▶ [Stored data]

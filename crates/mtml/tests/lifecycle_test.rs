//! Session lifecycle behavior against the in-process stub driver.

use std::sync::{Barrier, Mutex};
use std::thread;

// Lifecycle state is process-wide, so tests in this binary take turns.
static LOCK: Mutex<()> = Mutex::new(());

#[test]
fn init_and_shutdown_balance_the_refcount() {
    let _guard = LOCK.lock().unwrap();
    assert_eq!(mtml::refcount(), 0);
    mtml::init().unwrap();
    mtml::init().unwrap();
    assert_eq!(mtml::refcount(), 2);
    mtml::shutdown().unwrap();
    mtml::shutdown().unwrap();
    assert_eq!(mtml::refcount(), 0);
}

#[test]
fn shutdown_without_init_is_a_no_op() {
    let _guard = LOCK.lock().unwrap();
    assert_eq!(mtml::shutdown(), Ok(()));
    assert_eq!(mtml::refcount(), 0);
}

#[test]
fn concurrent_first_callers_load_the_image_once() {
    let _guard = LOCK.lock().unwrap();
    let threads = 8;
    let barrier = Barrier::new(threads);
    thread::scope(|scope| {
        for _ in 0..threads {
            scope.spawn(|| {
                barrier.wait();
                mtml::init().unwrap();
            });
        }
    });
    assert_eq!(mtml::refcount(), threads as u32);
    assert_eq!(mtml::native_load_count(), 1);
    for _ in 0..threads {
        mtml::shutdown().unwrap();
    }
    assert_eq!(mtml::refcount(), 0);
}

#[test]
fn sessions_can_restart_after_full_shutdown() {
    let _guard = LOCK.lock().unwrap();
    mtml::init().unwrap();
    mtml::shutdown().unwrap();
    mtml::init().unwrap();
    assert_eq!(mtml::library_version().unwrap(), mtml::stub::STUB_LIBRARY_VERSION);
    mtml::shutdown().unwrap();
    // The image stayed resident across the restart.
    assert_eq!(mtml::native_load_count(), 1);
}
//! Typed wrappers over the raw native handles.
//!
//! Each wrapper is a plain `Copy` value carrying the opaque pointer the
//! driver handed out. Nothing is freed on drop; ownership stays with the
//! caller, who releases device handles through [`crate::free_device`]
//! and system handles through [`crate::free_system`], exactly as the
//! native contract requires.

use mtml_sys as sys;

macro_rules! handle {
    ($(#[$doc:meta])* $name:ident, $raw:ty) => {
        $(#[$doc])*
        #[derive(Debug, Clone, Copy, PartialEq, Eq)]
        pub struct $name {
            pub(crate) raw: $raw,
        }

        unsafe impl Send for $name {}
        unsafe impl Sync for $name {}

        impl $name {
            /// The underlying native handle.
            pub fn as_raw(&self) -> $raw {
                self.raw
            }

            /// Wraps a handle obtained from the driver elsewhere.
            ///
            /// # Safety
            ///
            /// `raw` must be a live handle of this kind returned by the
            /// native library in this process.
            pub unsafe fn from_raw(raw: $raw) -> Self {
                Self { raw }
            }
        }
    };
}

handle!(
    /// A physical device enumerated by the driver.
    Device,
    sys::MtmlDevice
);
handle!(
    /// System-scope queries, such as the driver version.
    System,
    sys::MtmlSystem
);
handle!(
    /// The memory subsystem of one device.
    Memory,
    sys::MtmlMemory
);
handle!(
    /// The graphics/compute engine of one device.
    Gpu,
    sys::MtmlGpu
);
handle!(
    /// The video codec engine of one device.
    Vpu,
    sys::MtmlVpu
);
handle!(
    /// A virtual device carved out of a physical one.
    ///
    /// Shares the device handle type on the wire but answers a different
    /// set of queries, so it gets its own wrapper.
    VirtDevice,
    sys::MtmlDevice
);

▶ [EXERCISE DETAILS] Please copy each line of the records above that holds the word "impl".

▶ [RESULT OF THIS TASK]
        unsafe impl Send for $name {}
        unsafe impl Sync for $name {}
        impl $name {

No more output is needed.